As the “informal” government of the euro area, it has no staff or headquarters. Legally speaking, the Eurogroup cannot take decisions, but in practice, the Eurogroup adopts its decisions through other institutions. This way it exercises power over policies usually regarded as national competencies, potentially rejecting national budgets and levying fines, coordinating economic policies and imposing conditionality for the euro area bailouts in crisis times.

The very idea of an ‘informal’ institution governing the euro defies accountability,” said Leo Hoffmann-Axthelm, Research and Advocacy Coordinator at Transparency International EU. “Ministers have grown comfortable with negotiating behind closed doors, so closer democratic scrutiny would make life more difficult for them. Hiding behind the Eurogroup allows them to ‘blame Brussels’, while the Eurogroup as such is accountable to nobody.

The Eurogroup’s finance ministers are individually accountable to their national parliaments, but this decentralised accountability does not work. “Only France and Germany manage to cope with all the information,” added Hoffmann-Axthelm: “All other finance ministers make decisions on crucial issues, including other countries’ national budgets, without having the full picture and without adequate parliamentary control.

The report recommends that the Eurogroup should become an EU body or be integrated into the Council of the EU. This should also apply to the European Stability Mechanism (ESM), the euro’s rescue fund, which is directly controlled by the Eurogroup. When meeting under the guise of the ESM, the Eurogroup also escapes all EU transparency rules, as Transparency International showed in a 2017 study[1].

Another key ask from the anti-corruption group is to make the position of Eurogroup President a full-time role. As it stands, the President is a national finance minister who chairs the meetings part-time, leading to inevitable conflicts of interest.

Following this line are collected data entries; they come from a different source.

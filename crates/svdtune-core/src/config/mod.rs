//! Configuration management for svdtune.
//!
//! This module handles loading, saving, and validating svdtune configuration.
//!
//! ## Configuration File Locations
//!
//! | Platform | Path |
//! |----------|------|
//! | Linux | `~/.config/svdtune/config.toml` |
//! | macOS | `~/Library/Application Support/svdtune/config.toml` |
//! | Windows | `%APPDATA%\svdtune\config.toml` |
//!
//! ## Example
//!
//! ```rust,ignore
//! use svdtune_core::config::Config;
//!
//! let config = Config::load()?;
//! println!("Backend: {}", config.session.base_url);
//! ```

use std::path::PathBuf;
use std::time::Duration;

use serde::{Deserialize, Serialize};

use crate::error::{Error, Result};

/// Main configuration struct for svdtune.
#[derive(Debug, Clone, Default, Serialize, Deserialize)]
#[serde(default)]
pub struct Config {
    /// Slider and preset mapping
    pub control: ControlConfig,
    /// Recompression backend and debounce settings
    pub session: SessionConfig,
    /// Local upload preview settings
    pub upload: UploadConfig,
}

/// Strategy for turning a compression-rate percentage into `k`.
#[derive(Debug, Clone, Copy, Default, PartialEq, Eq, Serialize, Deserialize)]
#[serde(rename_all = "snake_case")]
pub enum MappingKind {
    /// `k = max(k_min, round(k_max * (100 - rate) / 100))`
    #[default]
    InverseProportional,
    /// `k = clamp(intercept - rate, k_min, k_max)`
    Linear,
}

/// Control mapping options.
#[derive(Debug, Clone, Serialize, Deserialize)]
#[serde(default)]
pub struct ControlConfig {
    /// Mapping strategy used for both live updates and initialization
    pub mapping: MappingKind,
    /// Smallest `k` ever produced (must be at least 1)
    pub k_min: u32,
    /// Largest `k` ever produced
    pub k_max: u32,
    /// Intercept for the linear mapping
    pub linear_intercept: i64,
    /// Slider position at startup (percentage)
    pub initial_rate: u8,
    /// Preset lookup table
    pub presets: PresetConfig,
}

impl Default for ControlConfig {
    fn default() -> Self {
        Self {
            mapping: MappingKind::InverseProportional,
            k_min: crate::DEFAULT_K_MIN,
            k_max: crate::DEFAULT_K_MAX,
            linear_intercept: 105,
            initial_rate: crate::DEFAULT_INITIAL_RATE,
            presets: PresetConfig::default(),
        }
    }
}

/// `k` assigned to each named preset.
#[derive(Debug, Clone, Copy, PartialEq, Eq, Serialize, Deserialize)]
#[serde(default)]
pub struct PresetConfig {
    /// Low compression (high fidelity)
    pub low: u32,
    /// Medium compression
    pub medium: u32,
    /// High compression (low fidelity)
    pub high: u32,
}

impl Default for PresetConfig {
    fn default() -> Self {
        Self {
            low: 100,
            medium: 50,
            high: 30,
        }
    }
}

/// Recompression session options.
#[derive(Debug, Clone, Serialize, Deserialize)]
#[serde(default)]
pub struct SessionConfig {
    /// Backend origin, e.g. `http://127.0.0.1:5000`
    pub base_url: String,
    /// Path of the recompression endpoint
    pub recompress_path: String,
    /// Path of the upload endpoint
    pub upload_path: String,
    /// Quiet period before a control change triggers a request
    #[serde(with = "humantime_serde")]
    pub debounce: Duration,
    /// Request timeout (None keeps the client default)
    #[serde(with = "humantime_serde::option", skip_serializing_if = "Option::is_none")]
    pub request_timeout: Option<Duration>,
}

impl Default for SessionConfig {
    fn default() -> Self {
        Self {
            base_url: "http://127.0.0.1:5000".to_string(),
            recompress_path: "/recompress".to_string(),
            upload_path: "/compress".to_string(),
            debounce: Duration::from_millis(crate::DEFAULT_DEBOUNCE_MS),
            request_timeout: None,
        }
    }
}

/// Upload preview options.
#[derive(Debug, Clone, Serialize, Deserialize)]
#[serde(default)]
pub struct UploadConfig {
    /// Accepted file extensions (lowercase, without dot)
    pub allowed_extensions: Vec<String>,
    /// Largest file accepted for preview/upload, in bytes
    pub max_file_size: u64,
}

impl Default for UploadConfig {
    fn default() -> Self {
        Self {
            allowed_extensions: vec!["png".to_string(), "jpg".to_string(), "jpeg".to_string()],
            max_file_size: crate::DEFAULT_MAX_UPLOAD_SIZE,
        }
    }
}

impl UploadConfig {
    /// Whether a file name carries an accepted extension.
    #[must_use]
    pub fn allows(&self, file_name: &str) -> bool {
        let Some((_, ext)) = file_name.rsplit_once('.') else {
            return false;
        };
        let ext = ext.to_ascii_lowercase();
        self.allowed_extensions.iter().any(|allowed| *allowed == ext)
    }
}

impl Config {
    /// Load configuration from the default location.
    ///
    /// If the configuration file doesn't exist, returns the default configuration.
    ///
    /// # Errors
    ///
    /// Returns an error if the configuration file exists but cannot be read,
    /// parsed, or fails validation.
    pub fn load() -> Result<Self> {
        let path = Self::config_path();
        if !path.exists() {
            return Ok(Self::default());
        }

        let content = std::fs::read_to_string(&path)
            .map_err(|e| Error::ConfigError(format!("Failed to read config: {e}")))?;

        let config: Self = toml::from_str(&content)
            .map_err(|e| Error::ConfigError(format!("Failed to parse config: {e}")))?;
        config.validate()?;
        Ok(config)
    }

    /// Save configuration to the default location.
    ///
    /// Creates the configuration directory if it doesn't exist.
    ///
    /// # Errors
    ///
    /// Returns an error if the configuration cannot be written.
    pub fn save(&self) -> Result<()> {
        let path = Self::config_path();

        if let Some(parent) = path.parent() {
            std::fs::create_dir_all(parent).map_err(|e| {
                Error::ConfigError(format!("Failed to create config directory: {e}"))
            })?;
        }

        let content = toml::to_string_pretty(self)
            .map_err(|e| Error::ConfigError(format!("Failed to serialize config: {e}")))?;

        std::fs::write(&path, content)
            .map_err(|e| Error::ConfigError(format!("Failed to write config: {e}")))
    }

    /// Check the invariants the controller relies on.
    ///
    /// # Errors
    ///
    /// Returns [`Error::InvalidConfig`] naming the offending key.
    pub fn validate(&self) -> Result<()> {
        let control = &self.control;
        if control.k_min == 0 {
            return Err(invalid("control.k_min", "must be at least 1"));
        }
        if control.k_min > control.k_max {
            return Err(invalid(
                "control.k_min",
                &format!("{} exceeds control.k_max {}", control.k_min, control.k_max),
            ));
        }
        if control.initial_rate > 100 {
            return Err(invalid("control.initial_rate", "must be within 0..=100"));
        }
        if self.session.base_url.trim().is_empty() {
            return Err(invalid("session.base_url", "must not be empty"));
        }
        if !self.session.recompress_path.starts_with('/') {
            return Err(invalid("session.recompress_path", "must start with '/'"));
        }
        if self.upload.allowed_extensions.is_empty() {
            return Err(invalid(
                "upload.allowed_extensions",
                "at least one extension is required",
            ));
        }
        Ok(())
    }

    /// Get the default configuration directory path.
    #[must_use]
    pub fn config_dir() -> Option<PathBuf> {
        directories::ProjectDirs::from("dev", "svdtune", "svdtune")
            .map(|dirs| dirs.config_dir().to_path_buf())
    }

    /// Get the full path to the configuration file.
    #[must_use]
    pub fn config_path() -> PathBuf {
        Self::config_dir()
            .unwrap_or_else(|| PathBuf::from("."))
            .join("config.toml")
    }
}

fn invalid(key: &str, reason: &str) -> Error {
    Error::InvalidConfig {
        key: key.to_string(),
        reason: reason.to_string(),
    }
}

mod humantime_serde {
    use serde::{Deserialize, Deserializer, Serializer};
    use std::time::Duration;

    pub fn serialize<S>(duration: &Duration, serializer: S) -> Result<S::Ok, S::Error>
    where
        S: Serializer,
    {
        serializer.serialize_str(&format_duration(*duration))
    }

    pub fn deserialize<'de, D>(deserializer: D) -> Result<Duration, D::Error>
    where
        D: Deserializer<'de>,
    {
        let s = String::deserialize(deserializer)?;
        parse_duration(&s).map_err(serde::de::Error::custom)
    }

    fn format_duration(duration: Duration) -> String {
        if duration.subsec_millis() == 0 {
            format!("{}s", duration.as_secs())
        } else {
            format!("{}ms", duration.as_millis())
        }
    }

    fn parse_duration(s: &str) -> Result<Duration, String> {
        let s = s.trim();
        // "ms" must be checked before "s" and "m"
        if let Some(millis) = s.strip_suffix("ms") {
            return millis
                .parse()
                .map(Duration::from_millis)
                .map_err(|e| e.to_string());
        }
        if let Some(secs) = s.strip_suffix('s') {
            return secs
                .parse()
                .map(Duration::from_secs)
                .map_err(|e| e.to_string());
        }
        if let Some(mins) = s.strip_suffix('m') {
            return mins
                .parse::<u64>()
                .map(|m| Duration::from_secs(m * 60))
                .map_err(|e| e.to_string());
        }
        Err(format!("invalid duration format: '{s}'"))
    }

    pub mod option {
        use serde::{Deserialize, Deserializer, Serializer};
        use std::time::Duration;

        pub fn serialize<S>(duration: &Option<Duration>, serializer: S) -> Result<S::Ok, S::Error>
        where
            S: Serializer,
        {
            match duration {
                Some(duration) => serializer.serialize_str(&super::format_duration(*duration)),
                None => serializer.serialize_none(),
            }
        }

        pub fn deserialize<'de, D>(deserializer: D) -> Result<Option<Duration>, D::Error>
        where
            D: Deserializer<'de>,
        {
            Option::<String>::deserialize(deserializer)?
                .map(|s| super::parse_duration(&s).map_err(serde::de::Error::custom))
                .transpose()
        }
    }
}

#[cfg(test)]
mod tests {
    use super::*;
    use std::time::Duration;
    use tempfile::TempDir;

    /// Helper to create a temp config environment for testing
    fn setup_temp_config(dir: &TempDir) -> PathBuf {
        let config_dir = dir.path().join("config");
        std::fs::create_dir_all(&config_dir).unwrap();
        config_dir.join("config.toml")
    }

    #[test]
    fn test_config_default() {
        let config = Config::default();

        assert_eq!(config.control.mapping, MappingKind::InverseProportional);
        assert_eq!(config.control.k_min, 5);
        assert_eq!(config.control.k_max, 200);
        assert_eq!(config.session.debounce, Duration::from_millis(400));
        assert!(config.session.request_timeout.is_none());
        assert_eq!(config.upload.max_file_size, 10 * 1024 * 1024);
        assert!(config.validate().is_ok());
    }

    #[test]
    fn test_config_roundtrip() {
        let temp_dir = TempDir::new().unwrap();
        let config_path = setup_temp_config(&temp_dir);

        let mut original = Config::default();
        original.control.mapping = MappingKind::Linear;
        original.control.k_min = 1;
        original.control.k_max = 100;
        original.session.base_url = "http://svd.local:8000".to_string();
        original.session.request_timeout = Some(Duration::from_secs(30));

        let content = toml::to_string_pretty(&original).expect("serialize");
        std::fs::write(&config_path, &content).expect("write");

        let loaded_content = std::fs::read_to_string(&config_path).expect("read");
        let loaded: Config = toml::from_str(&loaded_content).expect("parse");

        assert_eq!(loaded.control.mapping, MappingKind::Linear);
        assert_eq!(loaded.control.k_max, 100);
        assert_eq!(loaded.session.base_url, "http://svd.local:8000");
        assert_eq!(loaded.session.request_timeout, Some(Duration::from_secs(30)));
        assert_eq!(loaded.session.debounce, Duration::from_millis(400));
    }

    #[test]
    fn test_config_deserialization_partial() {
        let partial_toml = r#"
[control]
mapping = "linear"
k_min = 1
k_max = 100

[session]
debounce = "250ms"
"#;

        let config: Config = toml::from_str(partial_toml).expect("parse partial config");

        assert_eq!(config.control.mapping, MappingKind::Linear);
        assert_eq!(config.control.linear_intercept, 105);
        assert_eq!(config.control.presets, PresetConfig::default());
        assert_eq!(config.session.debounce, Duration::from_millis(250));
        assert_eq!(config.session.recompress_path, "/recompress");
    }

    #[test]
    fn test_humantime_duration_serialization() {
        let config = Config::default();
        let toml_str = toml::to_string_pretty(&config).expect("serialize");

        assert!(
            toml_str.contains("debounce = \"400ms\""),
            "Sub-second durations should serialize as milliseconds"
        );
        assert!(
            toml_str.contains("mapping = \"inverse_proportional\""),
            "Mapping kind should be serialized as snake_case"
        );
    }

    #[test]
    fn test_validate_rejects_zero_k_min() {
        let mut config = Config::default();
        config.control.k_min = 0;

        let err = config.validate().unwrap_err();
        assert!(matches!(err, Error::InvalidConfig { ref key, .. } if key == "control.k_min"));
    }

    #[test]
    fn test_validate_rejects_inverted_bounds() {
        let mut config = Config::default();
        config.control.k_min = 300;

        assert!(config.validate().is_err());
    }

    #[test]
    fn test_upload_allows_known_extensions() {
        let upload = UploadConfig::default();

        assert!(upload.allows("photo.JPG"));
        assert!(upload.allows("scan.png"));
        assert!(!upload.allows("clip.gif"));
        assert!(!upload.allows("no_extension"));
    }

    #[test]
    fn test_config_path() {
        let path = Config::config_path();
        assert!(
            path.ends_with("config.toml"),
            "Config path should end with config.toml"
        );
    }
}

The full report is available at www.transparency.eu/eurogroup

END

Notes to editor:

The report benefited from close cooperation with the Eurogroup’s Presidency and the institutions contributing to its proceedings. It is the fourth study in the Transparency International series on EU economic governance[2] institutions and the first of its kind on the Eurogroup, describing the internal structures and decision-making of this informal institution in detail.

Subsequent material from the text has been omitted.